__YOUR OBJECTIVE__
Find each line below containing the word "ResponseDisplay" and copy it.

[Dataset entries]
use std::time::{Duration, Instant};

use crate::common::buffer::AssemblyBuffer;
use crate::common::frame::constants::MAX_REQUEST_LENGTH;
use crate::common::frame::{FrameAssembler, FrameWriter, RtuDisplay};
use crate::decode::DecodeLevel;
use crate::device::Device;
use crate::exception::ExceptionCode;
use crate::server::response::ResponseDisplay;

/// Default time a multi-write frame may take to arrive completely
pub const DEFAULT_FRAME_TIMEOUT: Duration = Duration::from_millis(500);
/// Default number of received bytes held while waiting for a complete frame
pub const DEFAULT_BUFFER_CAPACITY: usize = 4096;

/// Outcome of a single [`Dispatcher::poll_once`] call
#[derive(Debug, Clone, Copy, PartialEq, Eq)]
pub enum Reply<'a> {
    /// A frame was answered, the bytes must be transmitted
    PackageOk(&'a [u8]),
    /// Not enough bytes are buffered to form a frame
    NoFullPackage,
    /// The frame is addressed to a slave that is not emulated here
    NoSlaveMatch,
    /// The frame failed the CRC check and was dropped
    IncorrectCrc,
}

impl<'a> Reply<'a> {
    /// Bytes to transmit, if any
    pub fn response(&self) -> Option<&'a [u8]> {
        match *self {
            Reply::PackageOk(bytes) => Some(bytes),
            _ => None,
        }
    }
}

/// Owns the receive buffer and the device table, and answers one frame per poll
///
/// The dispatcher never blocks and never touches a transport: callers push
/// received bytes with [`feed`](Self::feed) and transmit whatever
/// [`poll_once`](Self::poll_once) hands back.
pub struct Dispatcher {
    devices: Vec<Device>,
    buffer: AssemblyBuffer,
    assembler: FrameAssembler,
    writer: FrameWriter,
    decode: DecodeLevel,
}

impl std::fmt::Debug for Dispatcher {
    fn fmt(&self, f: &mut std::fmt::Formatter<'_>) -> std::fmt::Result {
        f.debug_struct("Dispatcher")
            .field("devices", &self.devices)
            .field("buffered", &self.buffer.len())
            .field("decode", &self.decode)
            .finish()
    }
}

impl Dispatcher {
    /// Create a dispatcher for a fixed set of devices
    ///
    /// When several devices share a unit id, only the first one is ever answered.
    pub fn new(devices: Vec<Device>) -> Self {
        Self {
            devices,
            buffer: AssemblyBuffer::new(DEFAULT_BUFFER_CAPACITY),
            assembler: FrameAssembler::new(DEFAULT_FRAME_TIMEOUT),
            writer: FrameWriter::new(),
            decode: DecodeLevel::default(),
        }
    }

    /// Set what is logged at INFO level for each frame
    pub fn with_decode_level(mut self, decode: DecodeLevel) -> Self {
        self.decode = decode;
        self
    }

    /// Set how long a partially received multi-write frame is kept
    pub fn with_frame_timeout(mut self, timeout: Duration) -> Self {
        self.assembler = FrameAssembler::new(timeout);
        self
    }

    /// Set the receive buffer capacity, never less than the longest request
    pub fn with_buffer_capacity(mut self, capacity: usize) -> Self {
        self.buffer = AssemblyBuffer::new(capacity.max(MAX_REQUEST_LENGTH));
        self
    }

    /// The emulated devices
    pub fn devices(&self) -> &[Device] {
        &self.devices
    }

    /// Current decode level
    pub fn decode_level(&self) -> DecodeLevel {
        self.decode
    }

    /// Number of received bytes not yet consumed
    pub fn buffered_len(&self) -> usize {
        self.buffer.len()
    }

    /// Append bytes received from the transport
    ///
    /// If the buffer is full the oldest bytes are discarded.
    pub fn feed(&mut self, data: &[u8]) {
        let dropped = self.buffer.extend(data);
        if dropped > 0 {
            tracing::warn!("receive buffer full, dropped {} oldest bytes", dropped);
            self.assembler.reset();
        }
    }

    /// Forget every buffered byte, e.g. after the port was re-opened
    pub fn reset(&mut self) {
        self.buffer.clear();
        self.assembler.reset();
    }

    /// Try to process exactly one frame
    pub fn poll_once(&mut self) -> Reply<'_> {
        self.poll_at(Instant::now())
    }

    /// Same as [`poll_once`](Self::poll_once) with an explicit notion of the current time
    pub fn poll_at(&mut self, now: Instant) -> Reply<'_> {
        let frame = match self.assembler.try_extract(&mut self.buffer, now) {
            Some(frame) => frame,
            None => return Reply::NoFullPackage,
        };

        if self.decode.frame.enabled() {
            tracing::info!(
                "RTU RX - {}",
                RtuDisplay::new(self.decode.frame, frame.as_slice())
            );
        }

        let unit_id = frame.unit_id();
        let device = match self.devices.iter().find(|dev| dev.unit_id() == unit_id) {
            Some(device) => device,
            None => {
                tracing::debug!("ignoring frame for unit {}", unit_id);
                return Reply::NoSlaveMatch;
            }
        };

        let (received, expected) = (frame.received_crc(), frame.expected_crc());
        if received != expected {
            tracing::warn!(
                "CRC mismatch for unit {}, received: {:#06X} expected: {:#06X}",
                unit_id,
                received,
                expected
            );
            return Reply::IncorrectCrc;
        }

        let response = match device.respond(&frame, self.decode.app) {
            Ok(response) => response,
            Err(err) => {
                tracing::error!("{}", err);
                return Reply::NoSlaveMatch;
            }
        };

        if self.decode.app.enabled() {
            tracing::info!("PDU TX - {}", ResponseDisplay::new(self.decode.app, &response));
        }

        let length = match response.write(unit_id, &mut self.writer) {
            Ok(bytes) => bytes.len(),
            Err(err) => {
                tracing::error!("unable to format response: {}", err);
                self.writer
                    .exception(unit_id, frame.function(), ExceptionCode::ServerDeviceFailure)
                    .len()
            }
        };
        let bytes = self.writer.formatted(length);

        if self.decode.frame.enabled() {
            tracing::info!("RTU TX - {}", RtuDisplay::new(self.decode.frame, bytes));
        }

        Reply::PackageOk(bytes)
    }
}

__ANSWER AREA__
use crate::server::response::ResponseDisplay;
            tracing::info!("PDU TX - {}", ResponseDisplay::new(self.decode.app, &response));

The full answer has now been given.